For the records below, give the number of lines where the string "zero" occurs. Include nothing else.

------ Data for this task

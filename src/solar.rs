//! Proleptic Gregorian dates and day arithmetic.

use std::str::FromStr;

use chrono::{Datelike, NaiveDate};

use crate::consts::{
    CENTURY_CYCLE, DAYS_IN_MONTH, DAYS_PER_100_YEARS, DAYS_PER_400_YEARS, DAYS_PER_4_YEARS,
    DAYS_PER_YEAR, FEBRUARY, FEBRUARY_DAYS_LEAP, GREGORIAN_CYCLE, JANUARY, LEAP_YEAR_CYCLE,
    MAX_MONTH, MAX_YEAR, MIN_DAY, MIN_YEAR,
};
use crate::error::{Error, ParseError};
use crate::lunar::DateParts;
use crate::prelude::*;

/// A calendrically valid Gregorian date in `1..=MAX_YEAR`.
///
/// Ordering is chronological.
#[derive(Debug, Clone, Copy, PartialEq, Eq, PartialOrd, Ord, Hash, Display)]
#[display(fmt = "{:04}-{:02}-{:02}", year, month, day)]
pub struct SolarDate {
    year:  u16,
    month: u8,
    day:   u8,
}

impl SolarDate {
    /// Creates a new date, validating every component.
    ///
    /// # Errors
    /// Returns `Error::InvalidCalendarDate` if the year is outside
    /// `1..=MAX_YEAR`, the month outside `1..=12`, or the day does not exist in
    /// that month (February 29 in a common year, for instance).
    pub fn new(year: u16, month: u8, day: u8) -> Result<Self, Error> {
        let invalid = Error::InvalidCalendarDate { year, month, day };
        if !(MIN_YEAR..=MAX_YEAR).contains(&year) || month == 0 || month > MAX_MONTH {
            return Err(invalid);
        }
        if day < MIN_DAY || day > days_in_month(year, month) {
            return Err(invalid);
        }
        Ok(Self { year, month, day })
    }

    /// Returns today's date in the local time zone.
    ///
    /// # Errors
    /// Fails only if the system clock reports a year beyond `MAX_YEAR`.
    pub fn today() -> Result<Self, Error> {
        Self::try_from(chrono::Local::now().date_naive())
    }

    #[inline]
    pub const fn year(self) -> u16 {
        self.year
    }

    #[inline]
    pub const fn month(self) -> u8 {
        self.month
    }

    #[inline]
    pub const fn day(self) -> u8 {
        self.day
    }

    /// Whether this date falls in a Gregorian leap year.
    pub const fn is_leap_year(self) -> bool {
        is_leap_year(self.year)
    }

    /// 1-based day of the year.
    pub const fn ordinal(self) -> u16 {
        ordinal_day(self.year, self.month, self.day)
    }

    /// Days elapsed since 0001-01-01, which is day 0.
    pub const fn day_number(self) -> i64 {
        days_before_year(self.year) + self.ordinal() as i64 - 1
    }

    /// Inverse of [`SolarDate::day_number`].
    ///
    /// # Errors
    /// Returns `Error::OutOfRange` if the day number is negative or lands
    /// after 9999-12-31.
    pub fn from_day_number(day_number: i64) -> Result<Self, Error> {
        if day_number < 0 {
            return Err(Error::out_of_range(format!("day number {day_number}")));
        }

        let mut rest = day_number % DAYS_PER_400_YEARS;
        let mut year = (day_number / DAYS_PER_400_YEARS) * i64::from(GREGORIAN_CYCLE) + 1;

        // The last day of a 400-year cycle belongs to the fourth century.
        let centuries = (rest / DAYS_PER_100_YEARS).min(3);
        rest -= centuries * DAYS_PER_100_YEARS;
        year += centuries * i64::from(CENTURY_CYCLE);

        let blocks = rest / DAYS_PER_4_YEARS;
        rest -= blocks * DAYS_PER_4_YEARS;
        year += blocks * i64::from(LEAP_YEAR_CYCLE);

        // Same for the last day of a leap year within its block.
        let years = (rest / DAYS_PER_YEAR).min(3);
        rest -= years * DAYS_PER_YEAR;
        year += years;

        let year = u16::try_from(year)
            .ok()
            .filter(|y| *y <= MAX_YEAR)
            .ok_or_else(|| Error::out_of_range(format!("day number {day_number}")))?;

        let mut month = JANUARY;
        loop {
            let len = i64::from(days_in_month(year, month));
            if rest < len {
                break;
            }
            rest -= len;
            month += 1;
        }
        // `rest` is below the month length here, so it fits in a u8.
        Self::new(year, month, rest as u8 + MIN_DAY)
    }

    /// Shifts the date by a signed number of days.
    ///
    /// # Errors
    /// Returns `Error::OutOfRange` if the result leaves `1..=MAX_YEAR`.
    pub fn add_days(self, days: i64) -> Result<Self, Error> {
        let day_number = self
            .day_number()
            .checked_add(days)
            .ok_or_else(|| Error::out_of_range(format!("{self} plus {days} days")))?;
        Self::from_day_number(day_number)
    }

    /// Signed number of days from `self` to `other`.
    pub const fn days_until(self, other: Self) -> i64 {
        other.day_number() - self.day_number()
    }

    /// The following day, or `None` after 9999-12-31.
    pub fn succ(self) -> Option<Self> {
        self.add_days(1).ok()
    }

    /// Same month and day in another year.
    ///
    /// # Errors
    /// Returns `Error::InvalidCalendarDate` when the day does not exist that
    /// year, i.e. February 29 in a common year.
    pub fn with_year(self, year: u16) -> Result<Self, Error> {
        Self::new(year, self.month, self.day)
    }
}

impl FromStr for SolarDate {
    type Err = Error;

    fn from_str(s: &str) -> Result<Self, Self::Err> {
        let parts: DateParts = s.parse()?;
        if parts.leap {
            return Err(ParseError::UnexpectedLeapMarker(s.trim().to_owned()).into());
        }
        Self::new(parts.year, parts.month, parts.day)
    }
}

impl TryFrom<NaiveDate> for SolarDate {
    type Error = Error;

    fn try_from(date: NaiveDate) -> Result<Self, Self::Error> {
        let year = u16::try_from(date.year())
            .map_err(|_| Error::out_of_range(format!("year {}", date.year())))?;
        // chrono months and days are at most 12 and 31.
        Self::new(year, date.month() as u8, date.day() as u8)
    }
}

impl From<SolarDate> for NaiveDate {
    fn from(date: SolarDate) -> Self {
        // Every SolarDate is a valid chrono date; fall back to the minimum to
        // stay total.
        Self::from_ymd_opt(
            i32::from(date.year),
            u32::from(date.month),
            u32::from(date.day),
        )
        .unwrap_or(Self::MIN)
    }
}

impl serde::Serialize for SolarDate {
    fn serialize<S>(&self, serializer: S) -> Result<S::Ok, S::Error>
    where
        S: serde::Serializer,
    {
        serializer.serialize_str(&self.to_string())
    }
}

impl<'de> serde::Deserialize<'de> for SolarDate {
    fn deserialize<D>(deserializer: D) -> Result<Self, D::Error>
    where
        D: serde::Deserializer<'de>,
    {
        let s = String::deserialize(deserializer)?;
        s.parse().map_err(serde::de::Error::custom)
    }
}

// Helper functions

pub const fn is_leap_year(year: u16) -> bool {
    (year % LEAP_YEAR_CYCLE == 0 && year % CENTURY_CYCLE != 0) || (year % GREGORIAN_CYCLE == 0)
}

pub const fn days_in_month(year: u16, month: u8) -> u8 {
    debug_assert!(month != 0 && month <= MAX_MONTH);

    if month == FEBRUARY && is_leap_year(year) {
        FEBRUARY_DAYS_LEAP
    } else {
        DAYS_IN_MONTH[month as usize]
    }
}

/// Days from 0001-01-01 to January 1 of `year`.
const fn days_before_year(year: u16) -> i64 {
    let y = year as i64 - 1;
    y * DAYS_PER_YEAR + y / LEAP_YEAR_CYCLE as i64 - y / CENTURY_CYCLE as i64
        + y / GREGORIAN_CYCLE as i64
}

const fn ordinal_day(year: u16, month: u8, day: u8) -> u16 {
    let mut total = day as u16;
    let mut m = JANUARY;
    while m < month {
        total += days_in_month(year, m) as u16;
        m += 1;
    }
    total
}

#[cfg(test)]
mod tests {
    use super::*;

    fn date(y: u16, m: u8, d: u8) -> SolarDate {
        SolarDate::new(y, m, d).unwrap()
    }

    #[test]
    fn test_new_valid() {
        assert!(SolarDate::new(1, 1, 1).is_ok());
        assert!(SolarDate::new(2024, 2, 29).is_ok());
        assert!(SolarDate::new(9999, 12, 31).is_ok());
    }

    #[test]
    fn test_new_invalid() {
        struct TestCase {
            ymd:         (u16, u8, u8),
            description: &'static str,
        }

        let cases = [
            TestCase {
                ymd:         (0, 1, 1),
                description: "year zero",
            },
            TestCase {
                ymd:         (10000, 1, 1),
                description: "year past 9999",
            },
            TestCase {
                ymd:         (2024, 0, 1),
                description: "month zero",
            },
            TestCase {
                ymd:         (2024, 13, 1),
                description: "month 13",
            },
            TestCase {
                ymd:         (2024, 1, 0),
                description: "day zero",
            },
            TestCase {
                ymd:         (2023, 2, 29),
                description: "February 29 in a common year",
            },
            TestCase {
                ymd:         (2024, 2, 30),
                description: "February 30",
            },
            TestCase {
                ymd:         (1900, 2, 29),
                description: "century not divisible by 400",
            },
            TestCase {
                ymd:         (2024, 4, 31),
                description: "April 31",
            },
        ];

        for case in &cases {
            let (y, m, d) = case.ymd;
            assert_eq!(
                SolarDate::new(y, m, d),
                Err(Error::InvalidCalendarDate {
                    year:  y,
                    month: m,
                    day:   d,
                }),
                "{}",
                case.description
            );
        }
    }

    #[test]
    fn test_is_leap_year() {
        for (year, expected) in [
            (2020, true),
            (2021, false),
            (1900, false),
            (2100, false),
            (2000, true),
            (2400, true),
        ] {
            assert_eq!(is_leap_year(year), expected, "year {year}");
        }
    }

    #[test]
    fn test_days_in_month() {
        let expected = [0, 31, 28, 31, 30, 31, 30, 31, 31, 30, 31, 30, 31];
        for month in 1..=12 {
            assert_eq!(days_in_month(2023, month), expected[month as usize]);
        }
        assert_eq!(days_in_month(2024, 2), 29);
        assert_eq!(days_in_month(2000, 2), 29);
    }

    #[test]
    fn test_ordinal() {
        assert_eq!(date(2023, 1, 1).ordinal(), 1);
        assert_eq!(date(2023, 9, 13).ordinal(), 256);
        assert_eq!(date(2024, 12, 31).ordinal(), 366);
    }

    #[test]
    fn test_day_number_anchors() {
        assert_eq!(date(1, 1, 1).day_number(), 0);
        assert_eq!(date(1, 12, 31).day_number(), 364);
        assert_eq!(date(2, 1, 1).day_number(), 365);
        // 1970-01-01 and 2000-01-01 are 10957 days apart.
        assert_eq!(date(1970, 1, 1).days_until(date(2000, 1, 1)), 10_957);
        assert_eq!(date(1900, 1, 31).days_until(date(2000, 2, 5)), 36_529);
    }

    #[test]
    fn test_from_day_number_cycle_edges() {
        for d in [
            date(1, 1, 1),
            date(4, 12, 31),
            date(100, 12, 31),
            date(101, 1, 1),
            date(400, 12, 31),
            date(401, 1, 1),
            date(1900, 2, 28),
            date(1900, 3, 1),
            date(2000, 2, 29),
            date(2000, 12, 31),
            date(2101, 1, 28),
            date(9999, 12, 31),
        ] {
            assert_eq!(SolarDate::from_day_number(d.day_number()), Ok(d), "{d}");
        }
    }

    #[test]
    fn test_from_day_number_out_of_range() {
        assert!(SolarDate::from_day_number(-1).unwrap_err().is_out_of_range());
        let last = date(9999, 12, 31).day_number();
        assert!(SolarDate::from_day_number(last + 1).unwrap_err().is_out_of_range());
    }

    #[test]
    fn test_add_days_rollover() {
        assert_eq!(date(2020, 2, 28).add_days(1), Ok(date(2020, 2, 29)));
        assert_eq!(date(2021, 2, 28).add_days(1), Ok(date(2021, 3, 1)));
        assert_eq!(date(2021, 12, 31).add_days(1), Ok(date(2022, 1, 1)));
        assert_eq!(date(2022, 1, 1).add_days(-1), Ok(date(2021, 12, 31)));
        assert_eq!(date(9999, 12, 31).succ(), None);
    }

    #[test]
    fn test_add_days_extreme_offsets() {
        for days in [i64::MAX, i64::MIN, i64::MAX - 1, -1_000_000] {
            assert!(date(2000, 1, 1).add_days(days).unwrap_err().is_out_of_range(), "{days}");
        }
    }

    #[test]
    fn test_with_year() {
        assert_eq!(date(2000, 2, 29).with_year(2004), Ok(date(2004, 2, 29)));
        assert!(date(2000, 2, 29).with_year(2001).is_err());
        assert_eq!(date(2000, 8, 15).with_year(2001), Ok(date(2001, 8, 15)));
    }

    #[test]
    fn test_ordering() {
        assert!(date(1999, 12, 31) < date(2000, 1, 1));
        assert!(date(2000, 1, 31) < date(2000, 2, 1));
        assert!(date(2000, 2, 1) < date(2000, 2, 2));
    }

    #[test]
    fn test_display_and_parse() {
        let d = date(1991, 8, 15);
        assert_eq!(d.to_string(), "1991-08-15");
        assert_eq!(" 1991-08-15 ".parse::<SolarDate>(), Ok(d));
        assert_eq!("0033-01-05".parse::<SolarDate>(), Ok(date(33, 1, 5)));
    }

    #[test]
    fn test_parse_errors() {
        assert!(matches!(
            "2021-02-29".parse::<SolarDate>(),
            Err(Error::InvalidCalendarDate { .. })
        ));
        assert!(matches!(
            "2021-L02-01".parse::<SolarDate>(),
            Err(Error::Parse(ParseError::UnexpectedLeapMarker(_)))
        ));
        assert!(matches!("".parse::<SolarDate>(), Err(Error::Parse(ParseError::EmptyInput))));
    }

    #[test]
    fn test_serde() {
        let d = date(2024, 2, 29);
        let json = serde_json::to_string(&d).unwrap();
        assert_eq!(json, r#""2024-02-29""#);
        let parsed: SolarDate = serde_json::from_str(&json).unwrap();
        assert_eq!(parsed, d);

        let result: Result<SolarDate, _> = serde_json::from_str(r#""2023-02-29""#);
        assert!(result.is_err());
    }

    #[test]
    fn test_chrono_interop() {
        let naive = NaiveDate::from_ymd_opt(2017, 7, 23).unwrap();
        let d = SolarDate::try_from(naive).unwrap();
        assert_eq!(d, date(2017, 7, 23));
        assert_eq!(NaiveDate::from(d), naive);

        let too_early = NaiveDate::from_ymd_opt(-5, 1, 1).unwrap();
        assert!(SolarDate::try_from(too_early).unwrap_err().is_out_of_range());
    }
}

------------

__Task solution__
3